As admirers or curious onlookers, we are familiar with Bhavnani's many tattoos, especially her heart chakra that bursts like a flame across her collar bones. But, her legs' tattoos are precious and ones that she has kept out of public eye as long and as well as she possibly can. But, the price of beauty, and history, is high. This art activism came with 75 hours of tattoo work done in just 10 days in one go - the kind of intensity that the body can often break down under. "I had set up a temporary tattoo studio at a healing centre in Goa, with tattoo artist Yogi, who is originally from Dadar. Let's just say, it was painful. I had a doctor visiting me every day to check my pulse," she says.

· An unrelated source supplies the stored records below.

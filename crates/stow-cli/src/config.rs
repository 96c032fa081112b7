//! Configuration file support for the CLI.
//!
//! Loads CLI configuration from TOML files.

use std::path::{Path, PathBuf};

use anyhow::Result;
use serde::{Deserialize, Serialize};
use stow_store::{ProvisionPolicy, StoreConfig};

/// CLI configuration.
#[derive(Debug, Clone, Serialize, Deserialize)]
pub struct CliConfig {
    /// Database connection descriptor.
    #[serde(default = "default_database")]
    pub database: String,

    /// Default output format.
    #[serde(default = "default_format")]
    pub output_format: String,

    /// Lock wait in milliseconds.
    #[serde(default)]
    pub busy_timeout_ms: Option<u64>,

    /// Which failures provision a collection.
    #[serde(default)]
    pub provision_policy: ProvisionPolicy,
}

fn default_database() -> String {
    "stow.db".to_string()
}

fn default_format() -> String {
    "table".to_string()
}

impl Default for CliConfig {
    fn default() -> Self {
        Self {
            database: default_database(),
            output_format: default_format(),
            busy_timeout_ms: None,
            provision_policy: ProvisionPolicy::default(),
        }
    }
}

impl CliConfig {
    /// Loads configuration from a file.
    pub fn from_file(path: &Path) -> Result<Self> {
        let content = std::fs::read_to_string(path)?;
        let config: Self = toml::from_str(&content)?;
        Ok(config)
    }

    /// Loads the default configuration file.
    ///
    /// Looks in the following locations:
    /// 1. ~/.config/stow/config.toml
    /// 2. ~/.stow/config.toml
    /// 3. Returns default if not found
    pub fn load_default() -> Result<Self> {
        if let Some(path) = Self::default_config_path() {
            if path.exists() {
                return Self::from_file(&path);
            }
        }

        if let Some(home) = dirs::home_dir() {
            let path = home.join(".stow").join("config.toml");
            if path.exists() {
                return Self::from_file(&path);
            }
        }

        Ok(Self::default())
    }

    /// Returns the default configuration file path.
    pub fn default_config_path() -> Option<PathBuf> {
        dirs::config_dir().map(|d| d.join("stow").join("config.toml"))
    }

    /// Builds the store configuration this CLI configuration describes.
    pub fn store_config(&self) -> StoreConfig {
        let mut builder = StoreConfig::builder()
            .conn(self.database.clone())
            .provision_policy(self.provision_policy);
        if let Some(ms) = self.busy_timeout_ms {
            builder = builder.busy_timeout_ms(ms);
        }
        builder.build()
    }
}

The documentary shows the process she endured, which, she says, is only metaphorical. "The pain I experienced is only a fragment of what my family and community have been through during the Partition," she says. However, through suffering, there is healing. "None of the people in my documentary and in these tattoos have spoken with hatred or regret. Even though they left everything behind and moved all over the world, their love for each other is intact. For instance, my grand-aunt studied at a medical college in Ludhiana during the Partition, and spoke of a Muslim dhobi who wrote a letter to her to assure her that her family was safe back home. This is just one instance of the many you will hear," she says.
The river Sindhu could have the capacity to wash over all sorrow, and it does so even on Bhavnani's body. It winds its way down her leg, ending in a state of grace. How exactly does it do so? We will leave it to Bhavnani to show it to you.